With a little under nine minutes on the clock, the game was getting sloppy. While the Cows didn’t have much chance of winning now, it was critical that Parra maintain this point differential in order to steel themselves for the next two weeks. As it turned out, that’s just what they did, since both teams would score another converted try before the siren rang out. North Queensland were first, getting a boost with an offside from Carty early in the count, and then a second beautiful play from Nanai – an around-the corner offload back to Dearden.

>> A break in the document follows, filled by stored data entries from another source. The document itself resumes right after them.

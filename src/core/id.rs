//! Ticket identifiers and sequential allocation
//!
//! Ids are strings of the form `TKT-001`. The allocator derives the next id
//! from the maximum numeric suffix in the current collection; suffixes are
//! never reused because tickets are never deleted.

use super::Ticket;
use crate::error::{Result, SupportTicketError};
use once_cell::sync::Lazy;
use regex::Regex;
use serde::{Deserialize, Serialize};
use std::fmt;

static ID_PATTERN: Lazy<Regex> = Lazy::new(|| {
    Regex::new(r"^TKT-(\d+)$").expect("id pattern is valid")
});

/// A ticket identifier (`TKT-%03d`)
///
/// Deserialization accepts any string so that manually edited data files can
/// still be loaded and inspected; the suffix is only validated when the
/// allocator needs it.
#[derive(Debug, Clone, PartialEq, Eq, Hash, Serialize, Deserialize)]
#[serde(transparent)]
pub struct TicketId(String);

impl TicketId {
    /// Build an id from a numeric suffix, zero-padded to three digits
    #[must_use]
    pub fn from_suffix(suffix: u32) -> Self {
        Self(format!("TKT-{suffix:03}"))
    }

    #[must_use]
    pub fn as_str(&self) -> &str {
        &self.0
    }

    /// The numeric suffix, or `InvalidIdFormat` when the id does not match
    /// the `TKT-<digits>` shape
    pub fn suffix(&self) -> Result<u32> {
        let captures = ID_PATTERN
            .captures(&self.0)
            .ok_or_else(|| SupportTicketError::InvalidIdFormat {
                id: self.0.clone(),
            })?;
        captures[1]
            .parse()
            .map_err(|_| SupportTicketError::InvalidIdFormat {
                id: self.0.clone(),
            })
    }

    /// Case-insensitive id comparison, as used by every lookup
    #[must_use]
    pub fn matches(&self, other: &str) -> bool {
        self.0.eq_ignore_ascii_case(other.trim())
    }
}

impl fmt::Display for TicketId {
    fn fmt(&self, f: &mut fmt::Formatter<'_>) -> fmt::Result {
        write!(f, "{}", self.0)
    }
}

impl From<&str> for TicketId {
    fn from(s: &str) -> Self {
        Self(s.to_string())
    }
}

/// Allocate the next sequential id for the collection
///
/// Returns `TKT-001` for an empty collection. Any existing id that does not
/// match `TKT-<digits>` fails the whole allocation rather than being
/// skipped.
pub fn next_id(tickets: &[Ticket]) -> Result<TicketId> {
    let mut max_suffix = 0u32;
    for ticket in tickets {
        max_suffix = max_suffix.max(ticket.id.suffix()?);
    }
    Ok(TicketId::from_suffix(max_suffix + 1))
}

#[cfg(test)]
mod tests {
    use super::*;
    use crate::core::TicketDraft;

    fn ticket_with_id(id: &str) -> Ticket {
        let mut ticket = Ticket::new(TicketId::from_suffix(1), TicketDraft::default());
        ticket.id = TicketId::from(id);
        ticket
    }

    #[test]
    fn test_first_id_is_tkt_001() {
        assert_eq!(next_id(&[]).unwrap().as_str(), "TKT-001");
    }

    #[test]
    fn test_next_id_skips_gaps() {
        let tickets = vec![ticket_with_id("TKT-001"), ticket_with_id("TKT-003")];
        assert_eq!(next_id(&tickets).unwrap().as_str(), "TKT-004");
    }

    #[test]
    fn test_next_id_exceeds_every_existing_suffix() {
        let tickets = vec![
            ticket_with_id("TKT-010"),
            ticket_with_id("TKT-002"),
            ticket_with_id("TKT-007"),
        ];
        let next = next_id(&tickets).unwrap();
        assert_eq!(next.as_str(), "TKT-011");
        for ticket in &tickets {
            assert!(next.suffix().unwrap() > ticket.id.suffix().unwrap());
        }
    }

    #[test]
    fn test_padding_widens_past_three_digits() {
        assert_eq!(TicketId::from_suffix(42).as_str(), "TKT-042");
        assert_eq!(TicketId::from_suffix(999).as_str(), "TKT-999");
        assert_eq!(TicketId::from_suffix(1000).as_str(), "TKT-1000");

        let tickets = vec![ticket_with_id("TKT-999")];
        assert_eq!(next_id(&tickets).unwrap().as_str(), "TKT-1000");
    }

    #[test]
    fn test_malformed_id_fails_allocation() {
        let tickets = vec![ticket_with_id("TKT-001"), ticket_with_id("TICKET-9")];
        let err = next_id(&tickets).unwrap_err();
        assert!(matches!(
            err,
            SupportTicketError::InvalidIdFormat { ref id } if id == "TICKET-9"
        ));
    }

    #[test]
    fn test_id_matching_is_case_insensitive() {
        let id = TicketId::from_suffix(3);
        assert!(id.matches("tkt-003"));
        assert!(id.matches(" TKT-003 "));
        assert!(!id.matches("TKT-004"));
    }
}
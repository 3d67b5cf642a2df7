//! Handler for the `comment` command

use super::common::{HandlerContext, ticket_json};
use crate::cli::output::OutputFormatter;
use crate::error::Result;
use std::path::Path;

/// Handle the `comment` command
///
/// The author comes from `--author`, falling back to the configured default
/// author; the repository rejects the comment when neither is present.
pub fn handle_comment_command(
    id: &str,
    author: Option<String>,
    message: &str,
    file: Option<&Path>,
    output: &OutputFormatter,
) -> Result<()> {
    let mut context = HandlerContext::open(file)?;
    let author = author
        .or_else(|| context.config.default_author.clone())
        .unwrap_or_default();
    let ticket = context.repository.add_comment(id, &author, message)?;

    if output.is_json() {
        output.print_json(&serde_json::json!({
            "status": "success",
            "ticket": ticket_json(ticket),
        }))?;
    } else {
        output.success(&format!(
            "Added comment to {} ({} total)",
            ticket.id,
            ticket.comments.len()
        ));
    }

    Ok(())
}
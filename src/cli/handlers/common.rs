//! Shared handler context
//!
//! Resolves configuration and the data-file path, then opens the repository
//! that every handler operates on.

use crate::config::Config;
use crate::core::Ticket;
use crate::error::Result;
use crate::storage::{TicketRepository, TicketStore};
use std::path::Path;

/// Common context for all handler operations
pub struct HandlerContext {
    pub config: Config,
    pub repository: TicketRepository,
}

impl HandlerContext {
    /// Load configuration and open the repository
    ///
    /// A `--file` override wins over the configured data-file path.
    pub fn open(file_override: Option<&Path>) -> Result<Self> {
        let config = Config::load_or_default()?;
        let path = file_override.map_or_else(|| config.tickets_file.clone(), Path::to_path_buf);
        let repository = TicketRepository::open(TicketStore::new(path))?;
        Ok(Self { config, repository })
    }

    /// Read view of the collection
    #[must_use]
    pub fn tickets(&self) -> &[Ticket] {
        self.repository.tickets()
    }
}

/// One-line summary used by list and search output
#[must_use]
pub fn ticket_line(ticket: &Ticket) -> String {
    let assignee = ticket
        .assigned_to
        .as_deref()
        .map_or_else(String::new, |a| format!(" → {a}"));
    format!(
        "{} [{}] {} - {} ({}){}",
        ticket.id, ticket.status, ticket.subject, ticket.name, ticket.priority, assignee
    )
}

/// JSON value for a single ticket, as emitted by `--json` outputs
pub fn ticket_json(ticket: &Ticket) -> serde_json::Value {
    serde_json::json!({
        "id": ticket.id.to_string(),
        "name": ticket.name,
        "email": ticket.email,
        "phone": ticket.phone,
        "category": ticket.category.to_string(),
        "priority": ticket.priority.to_string(),
        "department": ticket.department.to_string(),
        "subject": ticket.subject,
        "description": ticket.description,
        "status": ticket.status.to_string(),
        "created_at": ticket.created_at.format(crate::core::TIMESTAMP_FORMAT).to_string(),
        "updated_at": ticket.updated_at.format(crate::core::TIMESTAMP_FORMAT).to_string(),
        "comments": ticket.comments,
        "assigned_to": ticket.assigned_to,
    })
}

#[cfg(test)]
mod tests {
    use super::*;
    use crate::core::Status;
    use crate::test_utils::sample_ticket;

    #[test]
    fn test_ticket_line_includes_assignee_when_set() {
        let mut ticket = sample_ticket(1);
        assert!(!ticket_line(&ticket).contains('→'));

        ticket.status = Status::InProgress;
        ticket.assigned_to = Some("agent.siti".to_string());
        let line = ticket_line(&ticket);
        assert!(line.contains("TKT-001"));
        assert!(line.contains("In Progress"));
        assert!(line.contains("→ agent.siti"));
    }

    #[test]
    fn test_ticket_json_shape() {
        let value = ticket_json(&sample_ticket(3));
        assert_eq!(value["id"], "TKT-003");
        assert_eq!(value["status"], "Open");
        assert!(value["assigned_to"].is_null());
    }
}
//! Enumerated ticket fields
//!
//! Serde representations match the persisted document exactly (`"In
//! Progress"`, `"IT Support"`, ...). `FromStr` accepts the relaxed,
//! case-insensitive forms used on the command line (`in-progress`,
//! `it-support`).

use crate::error::SupportTicketError;
use serde::{Deserialize, Serialize};
use std::fmt;
use std::str::FromStr;

/// Ticket lifecycle status
#[derive(Debug, Clone, Copy, PartialEq, Eq, Hash, Serialize, Deserialize)]
pub enum Status {
    Open,
    #[serde(rename = "In Progress")]
    InProgress,
    Resolved,
    Closed,
}

impl Status {
    /// All variants, in lifecycle order
    pub const ALL: [Self; 4] = [Self::Open, Self::InProgress, Self::Resolved, Self::Closed];

    /// Whether the ticket has reached a terminal state
    #[must_use]
    pub const fn is_resolved(self) -> bool {
        matches!(self, Self::Resolved | Self::Closed)
    }
}

impl fmt::Display for Status {
    fn fmt(&self, f: &mut fmt::Formatter<'_>) -> fmt::Result {
        let s = match self {
            Self::Open => "Open",
            Self::InProgress => "In Progress",
            Self::Resolved => "Resolved",
            Self::Closed => "Closed",
        };
        write!(f, "{s}")
    }
}

impl FromStr for Status {
    type Err = SupportTicketError;

    fn from_str(s: &str) -> Result<Self, Self::Err> {
        match s.trim().to_lowercase().as_str() {
            "open" => Ok(Self::Open),
            "in progress" | "in-progress" | "in_progress" | "inprogress" => Ok(Self::InProgress),
            "resolved" => Ok(Self::Resolved),
            "closed" => Ok(Self::Closed),
            _ => Err(SupportTicketError::InvalidStatus {
                value: s.to_string(),
            }),
        }
    }
}

/// Ticket priority
#[derive(Debug, Clone, Copy, PartialEq, Eq, Hash, Serialize, Deserialize)]
pub enum Priority {
    Low,
    Medium,
    High,
}

impl Priority {
    pub const ALL: [Self; 3] = [Self::Low, Self::Medium, Self::High];
}

impl Default for Priority {
    fn default() -> Self {
        Self::Medium
    }
}

impl fmt::Display for Priority {
    fn fmt(&self, f: &mut fmt::Formatter<'_>) -> fmt::Result {
        let s = match self {
            Self::Low => "Low",
            Self::Medium => "Medium",
            Self::High => "High",
        };
        write!(f, "{s}")
    }
}

impl FromStr for Priority {
    type Err = SupportTicketError;

    fn from_str(s: &str) -> Result<Self, Self::Err> {
        match s.trim().to_lowercase().as_str() {
            "low" => Ok(Self::Low),
            "medium" => Ok(Self::Medium),
            "high" => Ok(Self::High),
            _ => Err(SupportTicketError::InvalidPriority {
                value: s.to_string(),
            }),
        }
    }
}

/// Problem category, as offered on the original intake form
#[derive(Debug, Clone, Copy, PartialEq, Eq, Hash, Serialize, Deserialize)]
pub enum Category {
    Teknis,
    Billing,
    Produk,
    Akun,
    Lainnya,
}

impl Category {
    pub const ALL: [Self; 5] = [
        Self::Teknis,
        Self::Billing,
        Self::Produk,
        Self::Akun,
        Self::Lainnya,
    ];
}

impl Default for Category {
    fn default() -> Self {
        Self::Lainnya
    }
}

impl fmt::Display for Category {
    fn fmt(&self, f: &mut fmt::Formatter<'_>) -> fmt::Result {
        let s = match self {
            Self::Teknis => "Teknis",
            Self::Billing => "Billing",
            Self::Produk => "Produk",
            Self::Akun => "Akun",
            Self::Lainnya => "Lainnya",
        };
        write!(f, "{s}")
    }
}

impl FromStr for Category {
    type Err = SupportTicketError;

    fn from_str(s: &str) -> Result<Self, Self::Err> {
        match s.trim().to_lowercase().as_str() {
            "teknis" => Ok(Self::Teknis),
            "billing" => Ok(Self::Billing),
            "produk" => Ok(Self::Produk),
            "akun" => Ok(Self::Akun),
            "lainnya" => Ok(Self::Lainnya),
            _ => Err(SupportTicketError::InvalidCategory {
                value: s.to_string(),
            }),
        }
    }
}

/// Destination department for the ticket
#[derive(Debug, Clone, Copy, PartialEq, Eq, Hash, Serialize, Deserialize)]
pub enum Department {
    #[serde(rename = "IT Support")]
    ItSupport,
    #[serde(rename = "Customer Service")]
    CustomerService,
    Billing,
    Technical,
    Sales,
}

impl Department {
    pub const ALL: [Self; 5] = [
        Self::ItSupport,
        Self::CustomerService,
        Self::Billing,
        Self::Technical,
        Self::Sales,
    ];
}

impl Default for Department {
    fn default() -> Self {
        Self::ItSupport
    }
}

impl fmt::Display for Department {
    fn fmt(&self, f: &mut fmt::Formatter<'_>) -> fmt::Result {
        let s = match self {
            Self::ItSupport => "IT Support",
            Self::CustomerService => "Customer Service",
            Self::Billing => "Billing",
            Self::Technical => "Technical",
            Self::Sales => "Sales",
        };
        write!(f, "{s}")
    }
}

impl FromStr for Department {
    type Err = SupportTicketError;

    fn from_str(s: &str) -> Result<Self, Self::Err> {
        match s.trim().to_lowercase().as_str() {
            "it support" | "it-support" | "it_support" | "itsupport" | "it" => Ok(Self::ItSupport),
            "customer service" | "customer-service" | "customer_service" | "customerservice" => {
                Ok(Self::CustomerService)
            },
            "billing" => Ok(Self::Billing),
            "technical" => Ok(Self::Technical),
            "sales" => Ok(Self::Sales),
            _ => Err(SupportTicketError::InvalidDepartment {
                value: s.to_string(),
            }),
        }
    }
}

This was a stellar sequel to Nanai’s work on the wing, and showcased a similar kind of dexterity – a capacity to edge his way around the defence like it was a training run. It also inspired Molo to do the same even later in the next tackle from Dunn, who culminated this cascade of Cowboys with a beautiful grubber that Granville took on the bounce and outpaced Moses to score. Holmes booted through the two from right in front, and the Eels were staring down only a ten-point lead with six on the clock, as the visitors got expansive on the restart.
Indeed, without two terrific tackles from Smith, Dunn would have likely broken through the line on the second play, and Drinkwater on the third, so the Eels really needed Gutho to deliver on the high ball – and he did, coming to ground with the footy clutched into his chest before Molo found himself offside for a critical six again. Moses wobbled it high at the end of the set, and the Eels got the stark contrast in capacity they needed to end this game on a high – the Hammer trying to mirror Gutho’s take on the ground, but losing it cold on the chalk.
Dylan Brown was in place to deliver, remaining onside and timing his run perfectly to scoop up the Steeden the moment it sailed through Hamiso’s hands and launch over the line, before Gutho capped off the battle of the fullbacks with one last conversion for a 32-16 finish. The Cowboys might have failed to score twenty in their eighth game, but they still put up a pretty decent fight here, while the Eels got the burst they needed to take on the Storm and Panthers over the next two weeks – the hardest journey to finals football of any team in the top eight.